■ EXERCISE: Print the records below verbatim.

= Beginning of Section =

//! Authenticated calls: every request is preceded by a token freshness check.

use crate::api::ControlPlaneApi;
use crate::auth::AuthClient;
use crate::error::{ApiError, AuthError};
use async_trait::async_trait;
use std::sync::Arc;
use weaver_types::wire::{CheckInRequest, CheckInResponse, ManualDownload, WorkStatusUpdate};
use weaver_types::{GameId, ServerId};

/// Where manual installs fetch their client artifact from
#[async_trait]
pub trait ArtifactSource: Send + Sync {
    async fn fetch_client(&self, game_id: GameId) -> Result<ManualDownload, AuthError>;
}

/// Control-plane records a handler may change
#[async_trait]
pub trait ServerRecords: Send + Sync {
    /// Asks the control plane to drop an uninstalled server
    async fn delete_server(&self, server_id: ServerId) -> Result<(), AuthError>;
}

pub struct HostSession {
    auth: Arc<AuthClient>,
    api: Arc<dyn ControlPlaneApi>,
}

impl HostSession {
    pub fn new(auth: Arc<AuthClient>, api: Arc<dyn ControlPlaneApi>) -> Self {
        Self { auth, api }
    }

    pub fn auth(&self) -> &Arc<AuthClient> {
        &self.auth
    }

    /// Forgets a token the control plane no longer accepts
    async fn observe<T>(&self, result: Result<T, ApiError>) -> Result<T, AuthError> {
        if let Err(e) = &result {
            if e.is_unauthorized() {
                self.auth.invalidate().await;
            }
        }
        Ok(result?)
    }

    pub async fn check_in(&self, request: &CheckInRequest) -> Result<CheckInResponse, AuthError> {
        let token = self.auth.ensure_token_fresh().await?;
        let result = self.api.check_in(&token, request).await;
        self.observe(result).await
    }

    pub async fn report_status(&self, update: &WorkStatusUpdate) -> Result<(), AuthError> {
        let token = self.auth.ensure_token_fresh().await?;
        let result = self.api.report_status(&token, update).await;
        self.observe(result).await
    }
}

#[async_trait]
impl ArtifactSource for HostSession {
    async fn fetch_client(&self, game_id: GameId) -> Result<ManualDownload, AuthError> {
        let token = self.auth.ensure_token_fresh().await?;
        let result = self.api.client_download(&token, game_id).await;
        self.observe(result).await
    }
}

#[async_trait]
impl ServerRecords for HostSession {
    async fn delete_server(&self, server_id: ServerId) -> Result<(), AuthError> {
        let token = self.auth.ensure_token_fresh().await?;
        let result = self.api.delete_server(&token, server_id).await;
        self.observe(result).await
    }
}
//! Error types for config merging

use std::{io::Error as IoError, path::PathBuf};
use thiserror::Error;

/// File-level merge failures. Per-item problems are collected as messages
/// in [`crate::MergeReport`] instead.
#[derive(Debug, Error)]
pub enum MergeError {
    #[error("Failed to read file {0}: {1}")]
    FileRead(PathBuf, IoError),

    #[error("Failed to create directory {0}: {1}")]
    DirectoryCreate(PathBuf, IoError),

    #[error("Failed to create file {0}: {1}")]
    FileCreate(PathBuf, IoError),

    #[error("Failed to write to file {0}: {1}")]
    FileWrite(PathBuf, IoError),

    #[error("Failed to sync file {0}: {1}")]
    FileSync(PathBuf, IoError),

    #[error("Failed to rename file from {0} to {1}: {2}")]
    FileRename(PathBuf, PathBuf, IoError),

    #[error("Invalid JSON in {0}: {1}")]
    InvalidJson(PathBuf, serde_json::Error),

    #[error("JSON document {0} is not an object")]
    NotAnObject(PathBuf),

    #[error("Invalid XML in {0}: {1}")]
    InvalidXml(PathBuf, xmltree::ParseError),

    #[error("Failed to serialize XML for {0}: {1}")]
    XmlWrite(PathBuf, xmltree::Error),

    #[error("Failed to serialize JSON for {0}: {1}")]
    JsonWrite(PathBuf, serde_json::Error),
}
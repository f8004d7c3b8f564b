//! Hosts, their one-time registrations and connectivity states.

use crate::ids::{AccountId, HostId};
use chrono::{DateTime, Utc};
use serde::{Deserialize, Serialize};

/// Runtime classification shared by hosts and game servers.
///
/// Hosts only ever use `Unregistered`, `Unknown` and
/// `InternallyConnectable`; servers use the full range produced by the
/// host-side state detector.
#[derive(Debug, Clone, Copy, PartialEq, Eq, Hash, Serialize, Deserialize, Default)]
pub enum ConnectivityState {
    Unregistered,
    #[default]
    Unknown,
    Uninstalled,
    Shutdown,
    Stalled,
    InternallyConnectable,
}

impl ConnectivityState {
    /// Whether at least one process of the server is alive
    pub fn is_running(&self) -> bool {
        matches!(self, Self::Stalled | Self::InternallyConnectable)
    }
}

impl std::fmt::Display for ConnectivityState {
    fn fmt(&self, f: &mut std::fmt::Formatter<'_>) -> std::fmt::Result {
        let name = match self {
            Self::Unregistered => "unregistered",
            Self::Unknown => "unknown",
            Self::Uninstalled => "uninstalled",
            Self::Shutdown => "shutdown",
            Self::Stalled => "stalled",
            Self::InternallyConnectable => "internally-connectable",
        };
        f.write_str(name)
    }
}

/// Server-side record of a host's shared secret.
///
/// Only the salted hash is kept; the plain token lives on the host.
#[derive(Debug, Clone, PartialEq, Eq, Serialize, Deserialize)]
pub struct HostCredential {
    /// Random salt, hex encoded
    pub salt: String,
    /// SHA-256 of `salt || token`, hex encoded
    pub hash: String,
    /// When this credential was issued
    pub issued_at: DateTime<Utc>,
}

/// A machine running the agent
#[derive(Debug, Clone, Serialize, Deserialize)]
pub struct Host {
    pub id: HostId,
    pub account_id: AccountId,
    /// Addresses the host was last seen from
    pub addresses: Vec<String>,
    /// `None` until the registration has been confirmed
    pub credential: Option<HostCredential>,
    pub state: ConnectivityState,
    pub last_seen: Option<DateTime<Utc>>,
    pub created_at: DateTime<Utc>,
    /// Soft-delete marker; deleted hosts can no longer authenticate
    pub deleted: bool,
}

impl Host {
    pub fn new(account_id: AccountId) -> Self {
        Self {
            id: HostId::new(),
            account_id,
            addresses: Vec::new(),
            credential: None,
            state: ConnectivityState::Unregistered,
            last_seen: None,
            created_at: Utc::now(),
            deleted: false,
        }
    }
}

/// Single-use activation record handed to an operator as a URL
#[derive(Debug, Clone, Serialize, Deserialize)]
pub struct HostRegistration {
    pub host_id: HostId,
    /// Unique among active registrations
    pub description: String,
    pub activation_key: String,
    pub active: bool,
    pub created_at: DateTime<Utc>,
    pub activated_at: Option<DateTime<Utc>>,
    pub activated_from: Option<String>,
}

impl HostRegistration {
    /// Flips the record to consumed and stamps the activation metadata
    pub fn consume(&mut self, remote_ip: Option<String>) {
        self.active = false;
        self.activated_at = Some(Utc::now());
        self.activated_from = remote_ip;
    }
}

= End of Section =

■ EXERCISE RESPONSE:
//! Authenticated calls: every request is preceded by a token freshness check.

use crate::api::ControlPlaneApi;
use crate::auth::AuthClient;
use crate::error::{ApiError, AuthError};
use async_trait::async_trait;
use std::sync::Arc;
use weaver_types::wire::{CheckInRequest, CheckInResponse, ManualDownload, WorkStatusUpdate};
use weaver_types::{GameId, ServerId};

/// Where manual installs fetch their client artifact from
#[async_trait]
pub trait ArtifactSource: Send + Sync {
    async fn fetch_client(&self, game_id: GameId) -> Result<ManualDownload, AuthError>;
}

/// Control-plane records a handler may change
#[async_trait]
pub trait ServerRecords: Send + Sync {
    /// Asks the control plane to drop an uninstalled server
    async fn delete_server(&self, server_id: ServerId) -> Result<(), AuthError>;
}

pub struct HostSession {
    auth: Arc<AuthClient>,
    api: Arc<dyn ControlPlaneApi>,
}

impl HostSession {
    pub fn new(auth: Arc<AuthClient>, api: Arc<dyn ControlPlaneApi>) -> Self {
        Self { auth, api }
    }

    pub fn auth(&self) -> &Arc<AuthClient> {
        &self.auth
    }

    /// Forgets a token the control plane no longer accepts
    async fn observe<T>(&self, result: Result<T, ApiError>) -> Result<T, AuthError> {
        if let Err(e) = &result {
            if e.is_unauthorized() {
                self.auth.invalidate().await;
            }
        }
        Ok(result?)
    }

    pub async fn check_in(&self, request: &CheckInRequest) -> Result<CheckInResponse, AuthError> {
        let token = self.auth.ensure_token_fresh().await?;
        let result = self.api.check_in(&token, request).await;
        self.observe(result).await
    }

    pub async fn report_status(&self, update: &WorkStatusUpdate) -> Result<(), AuthError> {
        let token = self.auth.ensure_token_fresh().await?;
        let result = self.api.report_status(&token, update).await;
        self.observe(result).await
    }
}

#[async_trait]
impl ArtifactSource for HostSession {
    async fn fetch_client(&self, game_id: GameId) -> Result<ManualDownload, AuthError> {
        let token = self.auth.ensure_token_fresh().await?;
        let result = self.api.client_download(&token, game_id).await;
        self.observe(result).await
    }
}

#[async_trait]
impl ServerRecords for HostSession {
    async fn delete_server(&self, server_id: ServerId) -> Result<(), AuthError> {
        let token = self.auth.ensure_token_fresh().await?;
        let result = self.api.delete_server(&token, server_id).await;
        self.observe(result).await
    }
}
//! Error types for config merging

use std::{io::Error as IoError, path::PathBuf};
use thiserror::Error;

/// File-level merge failures. Per-item problems are collected as messages
/// in [`crate::MergeReport`] instead.
#[derive(Debug, Error)]
pub enum MergeError {
    #[error("Failed to read file {0}: {1}")]
    FileRead(PathBuf, IoError),

    #[error("Failed to create directory {0}: {1}")]
    DirectoryCreate(PathBuf, IoError),

    #[error("Failed to create file {0}: {1}")]
    FileCreate(PathBuf, IoError),

    #[error("Failed to write to file {0}: {1}")]
    FileWrite(PathBuf, IoError),

    #[error("Failed to sync file {0}: {1}")]
    FileSync(PathBuf, IoError),

    #[error("Failed to rename file from {0} to {1}: {2}")]
    FileRename(PathBuf, PathBuf, IoError),

    #[error("Invalid JSON in {0}: {1}")]
    InvalidJson(PathBuf, serde_json::Error),

    #[error("JSON document {0} is not an object")]
    NotAnObject(PathBuf),

    #[error("Invalid XML in {0}: {1}")]
    InvalidXml(PathBuf, xmltree::ParseError),

    #[error("Failed to serialize XML for {0}: {1}")]
    XmlWrite(PathBuf, xmltree::Error),

    #[error("Failed to serialize JSON for {0}: {1}")]
    JsonWrite(PathBuf, serde_json::Error),
}
repository f8004d7c3b8f564b
//! Hosts, their one-time registrations and connectivity states.

use crate::ids::{AccountId, HostId};
use chrono::{DateTime, Utc};
use serde::{Deserialize, Serialize};

/// Runtime classification shared by hosts and game servers.
///
/// Hosts only ever use `Unregistered`, `Unknown` and
/// `InternallyConnectable`; servers use the full range produced by the
/// host-side state detector.
#[derive(Debug, Clone, Copy, PartialEq, Eq, Hash, Serialize, Deserialize, Default)]
pub enum ConnectivityState {
    Unregistered,
    #[default]
    Unknown,
    Uninstalled,
    Shutdown,
    Stalled,
    InternallyConnectable,
}

impl ConnectivityState {
    /// Whether at least one process of the server is alive
    pub fn is_running(&self) -> bool {
        matches!(self, Self::Stalled | Self::InternallyConnectable)
    }
}

impl std::fmt::Display for ConnectivityState {
    fn fmt(&self, f: &mut std::fmt::Formatter<'_>) -> std::fmt::Result {
        let name = match self {
            Self::Unregistered => "unregistered",
            Self::Unknown => "unknown",
            Self::Uninstalled => "uninstalled",
            Self::Shutdown => "shutdown",
            Self::Stalled => "stalled",
            Self::InternallyConnectable => "internally-connectable",
        };
        f.write_str(name)
    }
}

/// Server-side record of a host's shared secret.
///
/// Only the salted hash is kept; the plain token lives on the host.
#[derive(Debug, Clone, PartialEq, Eq, Serialize, Deserialize)]
pub struct HostCredential {
    /// Random salt, hex encoded
    pub salt: String,
    /// SHA-256 of `salt || token`, hex encoded
    pub hash: String,
    /// When this credential was issued
    pub issued_at: DateTime<Utc>,
}

/// A machine running the agent
#[derive(Debug, Clone, Serialize, Deserialize)]
pub struct Host {
    pub id: HostId,
    pub account_id: AccountId,
    /// Addresses the host was last seen from
    pub addresses: Vec<String>,
    /// `None` until the registration has been confirmed
    pub credential: Option<HostCredential>,
    pub state: ConnectivityState,
    pub last_seen: Option<DateTime<Utc>>,
    pub created_at: DateTime<Utc>,
    /// Soft-delete marker; deleted hosts can no longer authenticate
    pub deleted: bool,
}

impl Host {
    pub fn new(account_id: AccountId) -> Self {
        Self {
            id: HostId::new(),
            account_id,
            addresses: Vec::new(),
            credential: None,
            state: ConnectivityState::Unregistered,
            last_seen: None,
            created_at: Utc::now(),
            deleted: false,
        }
    }
}

/// Single-use activation record handed to an operator as a URL
#[derive(Debug, Clone, Serialize, Deserialize)]
pub struct HostRegistration {
    pub host_id: HostId,
    /// Unique among active registrations
    pub description: String,
    pub activation_key: String,
    pub active: bool,
    pub created_at: DateTime<Utc>,
    pub activated_at: Option<DateTime<Utc>>,
    pub activated_from: Option<String>,
}

impl HostRegistration {
    /// Flips the record to consumed and stamps the activation metadata
    pub fn consume(&mut self, remote_ip: Option<String>) {
        self.active = false;
        self.activated_at = Some(Utc::now());
        self.activated_from = remote_ip;
    }
}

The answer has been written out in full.